Many forces had contributed to the early efforts during America’s desperate hours—including surface sailors, the Submarine Force, Marines, Army soldiers, and Air Force crews. The U.S. Navy’s fighter pilots had developed into a lean fighting team, while the Navy’s torpedo bomber crews paid dearly in human lives for the victories that were earned. But there is no denying the brave spirit of the determined young men who flew the Navy’s latest carrier dive-bombers into action during the first six months of the Pacific War. They had provided that determining extra edge that was the Dauntless factor.
My only regret with this tribute to the Dauntless airmen of early 1942 is in not starting my research sooner. Many of the radiomen/gunners I had the privilege of interviewing are now in their late nineties. Willard “Rocky” Glidewell of Yorktown’s Scouting Five is a hundred years of age as of early 2013. With the passing of Bombing Eight’s Clay Fisher in January 2012, only two Dauntless pilots who flew at Midway are still living as I complete this tribute to their services: Austin “Bud” Merrill of Yorktown’s Bombing Three and Jack “Dusty” Kleiss of Enterprise’s Scouting Six.

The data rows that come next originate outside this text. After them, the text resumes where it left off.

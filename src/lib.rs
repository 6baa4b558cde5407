//! # tsarchive
//!
//! An embedded, copy-on-write time-series archive with:
//! - One writer and any number of snapshot-isolated readers
//! - Versioned allocation tables published atomically on commit
//! - Sorted trees with pluggable key/value encodings
//! - Page reuse once no reader can observe a superseded version
//! - TCP-based remote scans against published versions
//!
//! ## Architecture Overview
//!
//! ```text
//! ┌─────────────────────────────────────────────────────────────┐
//! │                 Archive (Transaction Coordinator)            │
//! │          published table · edit slot · reader pins           │
//! └──────────────┬─────────────────────────────┬────────────────┘
//!                │                             │
//!                ▼                             ▼
//!        ┌───────────────┐             ┌───────────────┐
//!        │EditTransaction│             │ReadTransaction│  (many)
//!        │ shadow pages  │             │ pinned version│
//!        └───────┬───────┘             └───────┬───────┘
//!                │                             │
//!                ▼                             ▼
//!        ┌─────────────────────────────────────────────┐
//!        │        Sorted Trees (one per stream)        │
//!        │     leaf pages written by Raw/Delta/TS      │
//!        └──────────────────────┬──────────────────────┘
//!                               ▼
//!                       ┌───────────────┐
//!                       │   PageStore   │
//!                       │ (file/memory) │
//!                       └───────────────┘
//! ```

// =============================================================================
// Module Declarations
// =============================================================================

pub mod error;
pub mod config;
pub mod types;

pub mod encoding;
pub mod page;
pub mod tree;
pub mod archive;
pub mod network;
pub mod protocol;

// =============================================================================
// Public API Re-exports
// =============================================================================

pub use archive::{Archive, ArchiveStats, EditTransaction, ReadTransaction};
pub use config::Config;
pub use encoding::EncodingKind;
pub use error::{ArchiveError, Result};
pub use tree::{PointFilter, PointIdFilter, RangeScan, TreeScanner};
pub use types::{Key, PageId, StreamId, Value, DEFAULT_STREAM};

// =============================================================================
// Version Info
// =============================================================================

/// Current version of tsarchive
pub const VERSION: &str = env!("CARGO_PKG_VERSION");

Texas resident Kleiss recently pondered why the good Lord had blessed him with such strength and endurance. He reflected on the “many brave souls who gave everything for our wonderful country and who gave unbelievable strength when needed.” He considered himself fortunate to have had the best aviation instructors, to have had the best rear seat gunner in 1942, and to have been kept safe throughout the battle of Midway.27
The ninety-six-year-old, retired in San Antonio, was as sharp-minded in late 2012 as he was seventy years before at Midway. “The only thing I can presume is that He has not yet found me worthy to reach all those other saints above us,” Kleiss said.
He is one of the Dauntless heroes who helped hold the line in the Pacific during six trying months, and who helped change the course of World War II for America on one unforgettable day of retribution near Midway. “Without the SBDs, we would certainly have lost the Battle of Midway,” Kleiss stated to me in the fall of 2012. “No question about it. If we had lost the Battle of Midway, there would probably be a lot of Japanese and German being spoken in the United States and in London.”